WHAT YOU SHOULD DO - Filter these entries down to lines holding "fall".

EXTRACTED INFORMATION -

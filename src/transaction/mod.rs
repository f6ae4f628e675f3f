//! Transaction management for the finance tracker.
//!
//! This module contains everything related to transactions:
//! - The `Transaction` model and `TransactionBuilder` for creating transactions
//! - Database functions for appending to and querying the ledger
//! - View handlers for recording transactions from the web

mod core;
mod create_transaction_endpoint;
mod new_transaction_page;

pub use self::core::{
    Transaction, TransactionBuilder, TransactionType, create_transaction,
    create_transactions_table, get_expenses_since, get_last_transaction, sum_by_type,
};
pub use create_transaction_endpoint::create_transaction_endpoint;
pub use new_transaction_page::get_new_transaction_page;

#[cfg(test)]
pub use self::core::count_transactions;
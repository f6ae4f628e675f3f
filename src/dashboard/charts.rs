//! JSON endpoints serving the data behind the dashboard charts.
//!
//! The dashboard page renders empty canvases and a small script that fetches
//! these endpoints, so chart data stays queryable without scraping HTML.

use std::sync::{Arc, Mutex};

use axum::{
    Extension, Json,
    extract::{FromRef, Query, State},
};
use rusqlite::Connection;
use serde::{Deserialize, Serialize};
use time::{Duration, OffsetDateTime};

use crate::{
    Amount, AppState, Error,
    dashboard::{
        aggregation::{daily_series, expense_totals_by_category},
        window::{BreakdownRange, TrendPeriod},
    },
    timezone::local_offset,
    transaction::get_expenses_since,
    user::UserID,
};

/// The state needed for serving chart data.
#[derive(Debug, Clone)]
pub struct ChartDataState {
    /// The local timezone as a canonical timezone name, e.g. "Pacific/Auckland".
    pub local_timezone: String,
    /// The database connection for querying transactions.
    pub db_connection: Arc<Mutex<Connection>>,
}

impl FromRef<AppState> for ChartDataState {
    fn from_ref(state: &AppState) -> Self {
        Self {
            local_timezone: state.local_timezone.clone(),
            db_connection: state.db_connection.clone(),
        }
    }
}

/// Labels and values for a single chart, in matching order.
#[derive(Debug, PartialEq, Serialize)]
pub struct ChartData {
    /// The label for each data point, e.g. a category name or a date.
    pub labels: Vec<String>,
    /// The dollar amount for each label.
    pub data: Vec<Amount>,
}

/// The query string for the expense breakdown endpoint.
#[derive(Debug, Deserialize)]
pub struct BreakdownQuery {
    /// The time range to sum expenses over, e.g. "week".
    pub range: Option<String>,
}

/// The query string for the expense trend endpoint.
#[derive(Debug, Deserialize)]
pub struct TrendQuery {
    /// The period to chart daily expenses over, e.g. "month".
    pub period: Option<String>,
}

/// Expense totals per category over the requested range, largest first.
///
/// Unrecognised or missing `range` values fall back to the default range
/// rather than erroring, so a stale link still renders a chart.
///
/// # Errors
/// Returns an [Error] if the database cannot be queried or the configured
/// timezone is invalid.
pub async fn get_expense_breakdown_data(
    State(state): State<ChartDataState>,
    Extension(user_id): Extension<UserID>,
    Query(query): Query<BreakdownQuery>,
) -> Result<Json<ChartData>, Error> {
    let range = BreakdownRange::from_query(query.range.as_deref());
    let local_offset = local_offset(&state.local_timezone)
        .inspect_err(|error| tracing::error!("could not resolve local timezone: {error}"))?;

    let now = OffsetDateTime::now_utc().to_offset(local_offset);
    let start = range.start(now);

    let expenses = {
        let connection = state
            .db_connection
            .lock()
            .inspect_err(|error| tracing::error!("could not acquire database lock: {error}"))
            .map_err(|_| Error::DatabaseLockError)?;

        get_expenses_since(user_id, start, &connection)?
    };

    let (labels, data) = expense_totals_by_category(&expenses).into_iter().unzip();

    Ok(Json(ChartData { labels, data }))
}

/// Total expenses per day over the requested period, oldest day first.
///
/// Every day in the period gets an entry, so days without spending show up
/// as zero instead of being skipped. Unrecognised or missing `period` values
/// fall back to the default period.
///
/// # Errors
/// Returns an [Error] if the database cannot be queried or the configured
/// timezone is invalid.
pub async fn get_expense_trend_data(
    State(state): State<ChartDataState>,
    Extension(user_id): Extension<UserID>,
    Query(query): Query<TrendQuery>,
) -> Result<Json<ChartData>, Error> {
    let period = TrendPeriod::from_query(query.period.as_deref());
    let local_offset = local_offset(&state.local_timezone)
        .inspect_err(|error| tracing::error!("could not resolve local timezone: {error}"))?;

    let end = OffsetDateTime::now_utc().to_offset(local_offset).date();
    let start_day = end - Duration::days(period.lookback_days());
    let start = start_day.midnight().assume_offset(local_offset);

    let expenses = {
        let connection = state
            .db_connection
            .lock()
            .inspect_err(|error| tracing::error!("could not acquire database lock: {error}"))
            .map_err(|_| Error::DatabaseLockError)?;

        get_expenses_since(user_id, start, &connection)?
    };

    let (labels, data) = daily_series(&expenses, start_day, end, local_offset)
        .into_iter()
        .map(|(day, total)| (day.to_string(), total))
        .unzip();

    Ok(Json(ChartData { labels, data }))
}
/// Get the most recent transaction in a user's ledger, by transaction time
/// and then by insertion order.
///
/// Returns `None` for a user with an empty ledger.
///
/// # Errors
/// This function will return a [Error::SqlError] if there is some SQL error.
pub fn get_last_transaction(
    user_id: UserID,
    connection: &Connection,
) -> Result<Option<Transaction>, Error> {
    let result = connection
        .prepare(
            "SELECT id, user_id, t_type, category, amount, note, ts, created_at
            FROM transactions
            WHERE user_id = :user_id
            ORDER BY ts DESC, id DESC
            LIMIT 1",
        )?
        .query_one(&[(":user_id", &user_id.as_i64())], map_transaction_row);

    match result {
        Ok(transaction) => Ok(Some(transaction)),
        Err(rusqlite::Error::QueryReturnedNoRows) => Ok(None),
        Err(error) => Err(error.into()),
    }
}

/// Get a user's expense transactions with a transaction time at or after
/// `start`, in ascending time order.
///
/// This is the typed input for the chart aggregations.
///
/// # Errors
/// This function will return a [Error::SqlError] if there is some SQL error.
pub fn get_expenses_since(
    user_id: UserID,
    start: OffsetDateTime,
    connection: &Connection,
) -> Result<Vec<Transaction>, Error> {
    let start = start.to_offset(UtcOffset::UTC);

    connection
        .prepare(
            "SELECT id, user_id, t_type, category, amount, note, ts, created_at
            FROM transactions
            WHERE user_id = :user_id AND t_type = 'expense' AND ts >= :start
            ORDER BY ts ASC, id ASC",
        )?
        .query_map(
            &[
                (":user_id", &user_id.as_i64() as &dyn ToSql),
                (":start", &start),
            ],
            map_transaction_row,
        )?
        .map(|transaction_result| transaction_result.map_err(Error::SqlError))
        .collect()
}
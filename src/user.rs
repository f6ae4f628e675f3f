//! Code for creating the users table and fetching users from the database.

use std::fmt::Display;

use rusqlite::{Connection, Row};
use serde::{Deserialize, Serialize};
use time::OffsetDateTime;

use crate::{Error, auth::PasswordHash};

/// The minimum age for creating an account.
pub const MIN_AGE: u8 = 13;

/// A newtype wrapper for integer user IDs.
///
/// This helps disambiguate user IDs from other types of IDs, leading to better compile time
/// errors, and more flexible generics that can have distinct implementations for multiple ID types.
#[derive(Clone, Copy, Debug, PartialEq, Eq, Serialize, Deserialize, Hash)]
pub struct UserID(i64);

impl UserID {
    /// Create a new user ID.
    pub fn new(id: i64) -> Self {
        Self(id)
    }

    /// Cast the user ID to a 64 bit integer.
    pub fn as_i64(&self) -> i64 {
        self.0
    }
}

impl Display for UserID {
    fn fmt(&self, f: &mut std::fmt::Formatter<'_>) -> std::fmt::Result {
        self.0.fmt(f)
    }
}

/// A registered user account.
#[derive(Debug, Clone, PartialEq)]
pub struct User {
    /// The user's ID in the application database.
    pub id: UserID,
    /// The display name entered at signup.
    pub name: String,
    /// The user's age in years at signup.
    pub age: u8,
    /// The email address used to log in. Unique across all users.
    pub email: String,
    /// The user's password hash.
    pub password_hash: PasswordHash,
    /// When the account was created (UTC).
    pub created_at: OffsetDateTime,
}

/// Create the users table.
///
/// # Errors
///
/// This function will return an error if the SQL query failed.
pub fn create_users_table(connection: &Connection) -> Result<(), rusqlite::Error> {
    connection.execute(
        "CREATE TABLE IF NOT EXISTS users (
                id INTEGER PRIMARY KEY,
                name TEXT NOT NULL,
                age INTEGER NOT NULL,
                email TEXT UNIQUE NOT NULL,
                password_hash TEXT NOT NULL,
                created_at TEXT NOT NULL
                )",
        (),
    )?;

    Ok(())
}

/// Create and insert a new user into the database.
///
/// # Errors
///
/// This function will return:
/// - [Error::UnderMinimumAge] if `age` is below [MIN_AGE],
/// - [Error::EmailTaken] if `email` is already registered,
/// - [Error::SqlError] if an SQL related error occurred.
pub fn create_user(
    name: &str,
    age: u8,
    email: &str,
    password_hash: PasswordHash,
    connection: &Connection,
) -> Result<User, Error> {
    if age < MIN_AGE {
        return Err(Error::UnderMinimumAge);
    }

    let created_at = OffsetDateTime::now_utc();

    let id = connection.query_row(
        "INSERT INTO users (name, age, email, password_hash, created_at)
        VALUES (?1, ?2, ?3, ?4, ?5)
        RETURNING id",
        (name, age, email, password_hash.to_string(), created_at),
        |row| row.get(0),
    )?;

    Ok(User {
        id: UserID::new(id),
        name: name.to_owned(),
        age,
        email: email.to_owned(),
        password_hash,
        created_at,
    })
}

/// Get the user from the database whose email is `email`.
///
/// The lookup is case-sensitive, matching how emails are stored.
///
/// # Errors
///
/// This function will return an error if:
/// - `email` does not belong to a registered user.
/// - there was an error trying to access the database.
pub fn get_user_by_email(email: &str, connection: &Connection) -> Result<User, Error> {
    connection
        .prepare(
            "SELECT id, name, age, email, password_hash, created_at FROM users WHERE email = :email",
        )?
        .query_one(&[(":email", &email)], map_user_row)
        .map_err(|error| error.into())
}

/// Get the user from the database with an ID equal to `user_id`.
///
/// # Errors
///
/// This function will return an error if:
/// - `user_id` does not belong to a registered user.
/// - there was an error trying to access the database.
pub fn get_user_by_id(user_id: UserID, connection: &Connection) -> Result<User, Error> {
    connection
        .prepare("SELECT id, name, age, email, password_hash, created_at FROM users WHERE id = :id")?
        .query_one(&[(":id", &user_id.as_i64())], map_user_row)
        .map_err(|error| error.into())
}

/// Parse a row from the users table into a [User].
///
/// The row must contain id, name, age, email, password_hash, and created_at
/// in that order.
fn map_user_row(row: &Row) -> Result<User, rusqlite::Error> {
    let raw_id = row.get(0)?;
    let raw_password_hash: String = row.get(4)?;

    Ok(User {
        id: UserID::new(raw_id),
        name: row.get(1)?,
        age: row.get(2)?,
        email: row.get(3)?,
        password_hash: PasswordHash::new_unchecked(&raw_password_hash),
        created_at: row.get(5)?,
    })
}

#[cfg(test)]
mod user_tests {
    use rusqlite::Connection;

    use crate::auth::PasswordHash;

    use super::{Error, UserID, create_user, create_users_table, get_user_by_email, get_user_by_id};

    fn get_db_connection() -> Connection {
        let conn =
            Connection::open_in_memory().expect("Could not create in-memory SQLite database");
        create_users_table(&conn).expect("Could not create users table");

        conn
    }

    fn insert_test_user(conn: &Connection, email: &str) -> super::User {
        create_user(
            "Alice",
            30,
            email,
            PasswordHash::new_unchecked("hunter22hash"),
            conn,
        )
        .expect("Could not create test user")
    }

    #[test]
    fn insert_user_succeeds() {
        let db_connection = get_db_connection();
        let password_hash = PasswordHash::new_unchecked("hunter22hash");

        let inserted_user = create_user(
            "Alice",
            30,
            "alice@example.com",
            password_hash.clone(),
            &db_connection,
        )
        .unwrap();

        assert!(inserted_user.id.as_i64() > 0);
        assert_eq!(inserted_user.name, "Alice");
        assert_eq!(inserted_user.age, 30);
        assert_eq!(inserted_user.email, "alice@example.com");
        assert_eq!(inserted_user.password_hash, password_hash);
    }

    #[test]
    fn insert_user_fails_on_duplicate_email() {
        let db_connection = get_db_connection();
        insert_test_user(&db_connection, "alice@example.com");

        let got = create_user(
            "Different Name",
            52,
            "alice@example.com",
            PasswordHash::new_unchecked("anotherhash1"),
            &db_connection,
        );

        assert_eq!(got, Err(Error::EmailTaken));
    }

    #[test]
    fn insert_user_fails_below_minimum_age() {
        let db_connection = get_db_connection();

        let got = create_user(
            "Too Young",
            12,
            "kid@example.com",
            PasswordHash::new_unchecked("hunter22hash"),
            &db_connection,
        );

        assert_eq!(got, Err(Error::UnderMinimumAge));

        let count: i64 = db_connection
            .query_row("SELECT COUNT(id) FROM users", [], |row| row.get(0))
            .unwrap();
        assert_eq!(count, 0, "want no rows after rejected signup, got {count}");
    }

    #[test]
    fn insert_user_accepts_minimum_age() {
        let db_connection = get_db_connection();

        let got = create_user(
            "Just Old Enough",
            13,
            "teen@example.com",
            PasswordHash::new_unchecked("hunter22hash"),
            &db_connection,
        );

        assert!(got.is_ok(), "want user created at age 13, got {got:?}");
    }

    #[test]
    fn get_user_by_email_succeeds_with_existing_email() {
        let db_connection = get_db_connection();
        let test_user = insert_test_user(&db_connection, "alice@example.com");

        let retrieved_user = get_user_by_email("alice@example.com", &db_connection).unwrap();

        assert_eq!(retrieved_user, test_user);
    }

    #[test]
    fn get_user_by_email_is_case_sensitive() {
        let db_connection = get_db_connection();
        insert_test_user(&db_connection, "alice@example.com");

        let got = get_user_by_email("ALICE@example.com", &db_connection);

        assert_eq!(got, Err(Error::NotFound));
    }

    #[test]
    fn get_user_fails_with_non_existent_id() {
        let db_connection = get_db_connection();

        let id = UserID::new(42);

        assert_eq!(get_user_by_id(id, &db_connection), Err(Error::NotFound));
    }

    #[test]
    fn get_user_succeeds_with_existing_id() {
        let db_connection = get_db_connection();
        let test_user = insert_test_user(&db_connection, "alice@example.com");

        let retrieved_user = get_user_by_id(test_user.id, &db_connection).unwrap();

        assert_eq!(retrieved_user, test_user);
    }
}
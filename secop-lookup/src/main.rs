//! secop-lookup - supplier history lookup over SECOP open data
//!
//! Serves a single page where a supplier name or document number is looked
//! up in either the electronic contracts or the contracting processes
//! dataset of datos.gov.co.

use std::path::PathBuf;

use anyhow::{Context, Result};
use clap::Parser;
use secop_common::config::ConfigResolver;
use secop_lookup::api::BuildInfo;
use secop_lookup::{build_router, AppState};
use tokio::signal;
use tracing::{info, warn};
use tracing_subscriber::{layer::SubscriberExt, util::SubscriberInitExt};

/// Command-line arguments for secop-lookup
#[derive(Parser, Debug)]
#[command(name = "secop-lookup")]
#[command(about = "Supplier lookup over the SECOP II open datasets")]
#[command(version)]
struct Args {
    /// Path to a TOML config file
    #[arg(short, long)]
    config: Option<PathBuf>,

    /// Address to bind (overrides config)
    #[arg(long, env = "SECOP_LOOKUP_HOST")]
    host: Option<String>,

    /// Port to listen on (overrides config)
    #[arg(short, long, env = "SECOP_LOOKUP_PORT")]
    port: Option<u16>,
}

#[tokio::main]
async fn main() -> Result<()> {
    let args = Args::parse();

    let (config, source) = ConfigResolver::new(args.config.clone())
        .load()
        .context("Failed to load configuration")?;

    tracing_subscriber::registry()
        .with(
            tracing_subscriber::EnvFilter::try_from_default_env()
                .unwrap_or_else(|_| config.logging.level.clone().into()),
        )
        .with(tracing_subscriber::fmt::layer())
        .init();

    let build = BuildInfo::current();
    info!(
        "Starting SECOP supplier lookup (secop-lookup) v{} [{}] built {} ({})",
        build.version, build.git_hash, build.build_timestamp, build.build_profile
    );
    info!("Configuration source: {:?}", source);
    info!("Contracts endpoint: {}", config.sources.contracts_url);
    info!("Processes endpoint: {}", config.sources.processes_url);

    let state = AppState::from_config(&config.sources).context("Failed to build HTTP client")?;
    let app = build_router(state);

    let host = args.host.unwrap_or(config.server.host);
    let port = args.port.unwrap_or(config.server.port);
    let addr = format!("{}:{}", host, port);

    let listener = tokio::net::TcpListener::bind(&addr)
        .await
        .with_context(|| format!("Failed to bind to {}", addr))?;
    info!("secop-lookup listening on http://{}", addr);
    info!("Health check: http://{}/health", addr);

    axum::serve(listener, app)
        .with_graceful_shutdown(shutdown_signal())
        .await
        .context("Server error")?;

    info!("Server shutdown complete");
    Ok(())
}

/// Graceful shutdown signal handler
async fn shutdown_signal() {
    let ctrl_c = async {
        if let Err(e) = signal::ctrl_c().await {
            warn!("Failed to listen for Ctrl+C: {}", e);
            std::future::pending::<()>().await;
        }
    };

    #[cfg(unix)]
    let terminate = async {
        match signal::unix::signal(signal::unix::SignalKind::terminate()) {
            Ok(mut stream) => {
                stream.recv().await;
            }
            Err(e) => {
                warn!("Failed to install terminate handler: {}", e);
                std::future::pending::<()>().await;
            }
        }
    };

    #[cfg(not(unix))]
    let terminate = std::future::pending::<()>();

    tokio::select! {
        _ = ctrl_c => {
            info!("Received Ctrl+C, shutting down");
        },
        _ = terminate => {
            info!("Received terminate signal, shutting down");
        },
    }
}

EXERCISE ANSWER -
/// Unrecognised or missing `range` values fall back to the default range
/// fall back to the default period.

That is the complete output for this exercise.